- _Requirement_:
Transcribe the full listing below exactly.

- _Record excerpts_:
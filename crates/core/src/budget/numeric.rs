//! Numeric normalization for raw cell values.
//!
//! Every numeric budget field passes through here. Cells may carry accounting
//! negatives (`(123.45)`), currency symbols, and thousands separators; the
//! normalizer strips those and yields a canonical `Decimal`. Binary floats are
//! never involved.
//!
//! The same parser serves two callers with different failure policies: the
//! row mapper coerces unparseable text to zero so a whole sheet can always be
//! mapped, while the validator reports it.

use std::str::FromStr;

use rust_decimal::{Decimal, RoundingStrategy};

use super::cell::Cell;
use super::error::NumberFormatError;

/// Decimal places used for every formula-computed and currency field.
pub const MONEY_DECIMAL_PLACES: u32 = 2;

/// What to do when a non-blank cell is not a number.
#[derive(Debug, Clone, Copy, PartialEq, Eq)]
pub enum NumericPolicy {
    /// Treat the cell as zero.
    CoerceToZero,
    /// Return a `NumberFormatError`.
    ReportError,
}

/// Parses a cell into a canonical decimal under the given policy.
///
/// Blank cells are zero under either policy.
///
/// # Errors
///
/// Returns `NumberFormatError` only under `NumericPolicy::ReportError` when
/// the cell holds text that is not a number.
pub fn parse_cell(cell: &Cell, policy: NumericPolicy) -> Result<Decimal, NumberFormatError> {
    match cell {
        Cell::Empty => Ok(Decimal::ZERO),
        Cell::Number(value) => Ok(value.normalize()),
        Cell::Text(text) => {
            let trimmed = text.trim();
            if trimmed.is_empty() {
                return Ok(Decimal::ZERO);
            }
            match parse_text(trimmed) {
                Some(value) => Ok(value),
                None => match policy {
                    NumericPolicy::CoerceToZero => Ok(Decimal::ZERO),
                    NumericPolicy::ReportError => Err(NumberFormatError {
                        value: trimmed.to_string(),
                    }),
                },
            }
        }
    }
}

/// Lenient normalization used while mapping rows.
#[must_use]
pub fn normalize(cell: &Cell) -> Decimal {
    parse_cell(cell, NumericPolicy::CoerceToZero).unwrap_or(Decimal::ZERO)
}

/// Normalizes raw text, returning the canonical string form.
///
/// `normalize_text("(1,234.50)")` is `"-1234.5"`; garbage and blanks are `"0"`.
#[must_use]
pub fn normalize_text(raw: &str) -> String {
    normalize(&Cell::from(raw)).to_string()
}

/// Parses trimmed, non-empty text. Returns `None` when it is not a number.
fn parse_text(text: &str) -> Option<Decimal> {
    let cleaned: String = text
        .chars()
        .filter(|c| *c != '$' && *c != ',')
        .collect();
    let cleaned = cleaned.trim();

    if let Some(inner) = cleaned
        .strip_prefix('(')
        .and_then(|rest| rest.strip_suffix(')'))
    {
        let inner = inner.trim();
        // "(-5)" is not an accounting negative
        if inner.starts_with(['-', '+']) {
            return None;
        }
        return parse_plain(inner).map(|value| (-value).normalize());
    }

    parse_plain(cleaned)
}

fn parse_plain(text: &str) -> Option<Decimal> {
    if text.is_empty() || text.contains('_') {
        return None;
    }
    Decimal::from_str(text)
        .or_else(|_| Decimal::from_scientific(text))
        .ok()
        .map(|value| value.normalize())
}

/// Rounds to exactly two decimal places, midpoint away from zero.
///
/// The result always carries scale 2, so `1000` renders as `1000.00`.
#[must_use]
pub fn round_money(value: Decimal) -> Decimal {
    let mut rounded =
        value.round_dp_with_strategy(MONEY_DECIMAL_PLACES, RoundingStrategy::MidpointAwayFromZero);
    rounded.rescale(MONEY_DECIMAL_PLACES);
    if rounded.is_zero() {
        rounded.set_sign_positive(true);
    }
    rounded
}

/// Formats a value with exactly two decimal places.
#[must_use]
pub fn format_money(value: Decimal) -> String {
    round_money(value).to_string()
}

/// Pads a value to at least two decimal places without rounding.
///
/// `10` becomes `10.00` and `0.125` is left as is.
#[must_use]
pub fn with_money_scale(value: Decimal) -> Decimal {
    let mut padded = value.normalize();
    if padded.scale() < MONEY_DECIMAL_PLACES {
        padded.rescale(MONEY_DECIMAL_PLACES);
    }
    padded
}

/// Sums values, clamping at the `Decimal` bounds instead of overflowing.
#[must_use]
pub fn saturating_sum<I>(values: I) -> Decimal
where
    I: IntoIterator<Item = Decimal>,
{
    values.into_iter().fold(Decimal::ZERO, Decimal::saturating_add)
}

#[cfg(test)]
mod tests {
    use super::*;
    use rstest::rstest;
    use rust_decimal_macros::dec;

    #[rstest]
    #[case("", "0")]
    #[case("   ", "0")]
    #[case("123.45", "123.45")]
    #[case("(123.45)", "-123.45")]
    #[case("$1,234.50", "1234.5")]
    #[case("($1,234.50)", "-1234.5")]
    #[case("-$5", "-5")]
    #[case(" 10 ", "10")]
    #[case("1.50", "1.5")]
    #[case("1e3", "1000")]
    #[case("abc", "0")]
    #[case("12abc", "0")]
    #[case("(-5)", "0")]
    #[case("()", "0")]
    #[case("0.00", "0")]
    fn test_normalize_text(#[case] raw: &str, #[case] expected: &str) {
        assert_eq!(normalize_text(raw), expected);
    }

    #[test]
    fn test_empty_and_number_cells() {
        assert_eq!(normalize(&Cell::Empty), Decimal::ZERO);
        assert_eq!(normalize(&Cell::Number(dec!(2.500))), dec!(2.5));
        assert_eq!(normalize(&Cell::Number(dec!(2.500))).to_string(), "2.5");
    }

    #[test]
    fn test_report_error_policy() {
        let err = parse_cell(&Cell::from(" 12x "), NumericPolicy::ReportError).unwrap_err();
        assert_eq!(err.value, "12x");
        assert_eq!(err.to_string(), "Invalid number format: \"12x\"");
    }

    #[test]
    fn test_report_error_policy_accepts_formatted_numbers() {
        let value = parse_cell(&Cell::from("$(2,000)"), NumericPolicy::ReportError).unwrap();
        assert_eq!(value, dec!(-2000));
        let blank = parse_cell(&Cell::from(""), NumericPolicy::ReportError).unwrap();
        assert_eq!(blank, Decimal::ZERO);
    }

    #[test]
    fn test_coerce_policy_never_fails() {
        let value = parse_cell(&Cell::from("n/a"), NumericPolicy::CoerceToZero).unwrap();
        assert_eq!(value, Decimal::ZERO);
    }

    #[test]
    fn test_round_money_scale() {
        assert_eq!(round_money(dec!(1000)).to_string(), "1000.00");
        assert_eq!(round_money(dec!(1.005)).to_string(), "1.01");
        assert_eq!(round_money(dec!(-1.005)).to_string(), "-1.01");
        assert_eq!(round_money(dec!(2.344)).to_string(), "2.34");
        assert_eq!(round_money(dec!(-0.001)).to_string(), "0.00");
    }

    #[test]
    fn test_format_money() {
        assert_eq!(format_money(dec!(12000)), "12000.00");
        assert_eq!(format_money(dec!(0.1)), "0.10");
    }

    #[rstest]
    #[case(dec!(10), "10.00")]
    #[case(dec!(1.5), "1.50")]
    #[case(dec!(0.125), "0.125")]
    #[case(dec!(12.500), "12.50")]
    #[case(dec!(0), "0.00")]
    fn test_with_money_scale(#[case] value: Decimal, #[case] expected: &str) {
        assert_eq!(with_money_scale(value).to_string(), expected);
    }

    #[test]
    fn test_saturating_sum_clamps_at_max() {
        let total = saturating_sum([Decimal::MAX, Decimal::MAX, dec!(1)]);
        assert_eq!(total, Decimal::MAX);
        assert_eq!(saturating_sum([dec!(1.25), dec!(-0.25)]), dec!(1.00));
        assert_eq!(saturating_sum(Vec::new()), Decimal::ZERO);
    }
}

- _Result for this task_:
filename crates/core/src/budget/numeric.rs
//! Numeric normalization for raw cell values.
//!
//! Every numeric budget field passes through here. Cells may carry accounting
//! negatives (`(123.45)`), currency symbols, and thousands separators; the
//! normalizer strips those and yields a canonical `Decimal`. Binary floats are
//! never involved.
//!
//! The same parser serves two callers with different failure policies: the
//! row mapper coerces unparseable text to zero so a whole sheet can always be
//! mapped, while the validator reports it.

use std::str::FromStr;

use rust_decimal::{Decimal, RoundingStrategy};

use super::cell::Cell;
use super::error::NumberFormatError;

/// Decimal places used for every formula-computed and currency field.
pub const MONEY_DECIMAL_PLACES: u32 = 2;

/// What to do when a non-blank cell is not a number.
#[derive(Debug, Clone, Copy, PartialEq, Eq)]
pub enum NumericPolicy {
    /// Treat the cell as zero.
    CoerceToZero,
    /// Return a `NumberFormatError`.
    ReportError,
}

/// Parses a cell into a canonical decimal under the given policy.
///
/// Blank cells are zero under either policy.
///
/// # Errors
///
/// Returns `NumberFormatError` only under `NumericPolicy::ReportError` when
/// the cell holds text that is not a number.
pub fn parse_cell(cell: &Cell, policy: NumericPolicy) -> Result<Decimal, NumberFormatError> {
    match cell {
        Cell::Empty => Ok(Decimal::ZERO),
        Cell::Number(value) => Ok(value.normalize()),
        Cell::Text(text) => {
            let trimmed = text.trim();
            if trimmed.is_empty() {
                return Ok(Decimal::ZERO);
            }
            match parse_text(trimmed) {
                Some(value) => Ok(value),
                None => match policy {
                    NumericPolicy::CoerceToZero => Ok(Decimal::ZERO),
                    NumericPolicy::ReportError => Err(NumberFormatError {
                        value: trimmed.to_string(),
                    }),
                },
            }
        }
    }
}

/// Lenient normalization used while mapping rows.
#[must_use]
pub fn normalize(cell: &Cell) -> Decimal {
    parse_cell(cell, NumericPolicy::CoerceToZero).unwrap_or(Decimal::ZERO)
}

/// Normalizes raw text, returning the canonical string form.
///
/// `normalize_text("(1,234.50)")` is `"-1234.5"`; garbage and blanks are `"0"`.
#[must_use]
pub fn normalize_text(raw: &str) -> String {
    normalize(&Cell::from(raw)).to_string()
}

/// Parses trimmed, non-empty text. Returns `None` when it is not a number.
fn parse_text(text: &str) -> Option<Decimal> {
    let cleaned: String = text
        .chars()
        .filter(|c| *c != '$' && *c != ',')
        .collect();
    let cleaned = cleaned.trim();

    if let Some(inner) = cleaned
        .strip_prefix('(')
        .and_then(|rest| rest.strip_suffix(')'))
    {
        let inner = inner.trim();
        // "(-5)" is not an accounting negative
        if inner.starts_with(['-', '+']) {
            return None;
        }
        return parse_plain(inner).map(|value| (-value).normalize());
    }

    parse_plain(cleaned)
}

fn parse_plain(text: &str) -> Option<Decimal> {
    if text.is_empty() || text.contains('_') {
        return None;
    }
    Decimal::from_str(text)
        .or_else(|_| Decimal::from_scientific(text))
        .ok()
        .map(|value| value.normalize())
}

/// Rounds to exactly two decimal places, midpoint away from zero.
///
/// The result always carries scale 2, so `1000` renders as `1000.00`.
#[must_use]
pub fn round_money(value: Decimal) -> Decimal {
    let mut rounded =
        value.round_dp_with_strategy(MONEY_DECIMAL_PLACES, RoundingStrategy::MidpointAwayFromZero);
    rounded.rescale(MONEY_DECIMAL_PLACES);
    if rounded.is_zero() {
        rounded.set_sign_positive(true);
    }
    rounded
}

/// Formats a value with exactly two decimal places.
#[must_use]
pub fn format_money(value: Decimal) -> String {
    round_money(value).to_string()
}

/// Pads a value to at least two decimal places without rounding.
///
/// `10` becomes `10.00` and `0.125` is left as is.
#[must_use]
pub fn with_money_scale(value: Decimal) -> Decimal {
    let mut padded = value.normalize();
    if padded.scale() < MONEY_DECIMAL_PLACES {
        padded.rescale(MONEY_DECIMAL_PLACES);
    }
    padded
}

/// Sums values, clamping at the `Decimal` bounds instead of overflowing.
#[must_use]
pub fn saturating_sum<I>(values: I) -> Decimal
where
    I: IntoIterator<Item = Decimal>,
{
    values.into_iter().fold(Decimal::ZERO, Decimal::saturating_add)
}

#[cfg(test)]
mod tests {
    use super::*;
    use rstest::rstest;
    use rust_decimal_macros::dec;

    #[rstest]
    #[case("", "0")]
    #[case("   ", "0")]
    #[case("123.45", "123.45")]
    #[case("(123.45)", "-123.45")]
    #[case("$1,234.50", "1234.5")]
    #[case("($1,234.50)", "-1234.5")]
    #[case("-$5", "-5")]
    #[case(" 10 ", "10")]
    #[case("1.50", "1.5")]
    #[case("1e3", "1000")]
    #[case("abc", "0")]
    #[case("12abc", "0")]
    #[case("(-5)", "0")]
    #[case("()", "0")]
    #[case("0.00", "0")]
    fn test_normalize_text(#[case] raw: &str, #[case] expected: &str) {
        assert_eq!(normalize_text(raw), expected);
    }

    #[test]
    fn test_empty_and_number_cells() {
        assert_eq!(normalize(&Cell::Empty), Decimal::ZERO);
        assert_eq!(normalize(&Cell::Number(dec!(2.500))), dec!(2.5));
        assert_eq!(normalize(&Cell::Number(dec!(2.500))).to_string(), "2.5");
    }

    #[test]
    fn test_report_error_policy() {
        let err = parse_cell(&Cell::from(" 12x "), NumericPolicy::ReportError).unwrap_err();
        assert_eq!(err.value, "12x");
        assert_eq!(err.to_string(), "Invalid number format: \"12x\"");
    }

    #[test]
    fn test_report_error_policy_accepts_formatted_numbers() {
        let value = parse_cell(&Cell::from("$(2,000)"), NumericPolicy::ReportError).unwrap();
        assert_eq!(value, dec!(-2000));
        let blank = parse_cell(&Cell::from(""), NumericPolicy::ReportError).unwrap();
        assert_eq!(blank, Decimal::ZERO);
    }

    #[test]
    fn test_coerce_policy_never_fails() {
        let value = parse_cell(&Cell::from("n/a"), NumericPolicy::CoerceToZero).unwrap();
        assert_eq!(value, Decimal::ZERO);
    }

    #[test]
    fn test_round_money_scale() {
        assert_eq!(round_money(dec!(1000)).to_string(), "1000.00");
        assert_eq!(round_money(dec!(1.005)).to_string(), "1.01");
        assert_eq!(round_money(dec!(-1.005)).to_string(), "-1.01");
        assert_eq!(round_money(dec!(2.344)).to_string(), "2.34");
        assert_eq!(round_money(dec!(-0.001)).to_string(), "0.00");
    }

    #[test]
    fn test_format_money() {
        assert_eq!(format_money(dec!(12000)), "12000.00");
        assert_eq!(format_money(dec!(0.1)), "0.10");
    }

    #[rstest]
    #[case(dec!(10), "10.00")]
    #[case(dec!(1.5), "1.50")]
    #[case(dec!(0.125), "0.125")]
    #[case(dec!(12.500), "12.50")]
    #[case(dec!(0), "0.00")]
    fn test_with_money_scale(#[case] value: Decimal, #[case] expected: &str) {
        assert_eq!(with_money_scale(value).to_string(), expected);
    }

    #[test]
    fn test_saturating_sum_clamps_at_max() {
        let total = saturating_sum([Decimal::MAX, Decimal::MAX, dec!(1)]);
        assert_eq!(total, Decimal::MAX);
        assert_eq!(saturating_sum([dec!(1.25), dec!(-0.25)]), dec!(1.00));
        assert_eq!(saturating_sum(Vec::new()), Decimal::ZERO);
    }
}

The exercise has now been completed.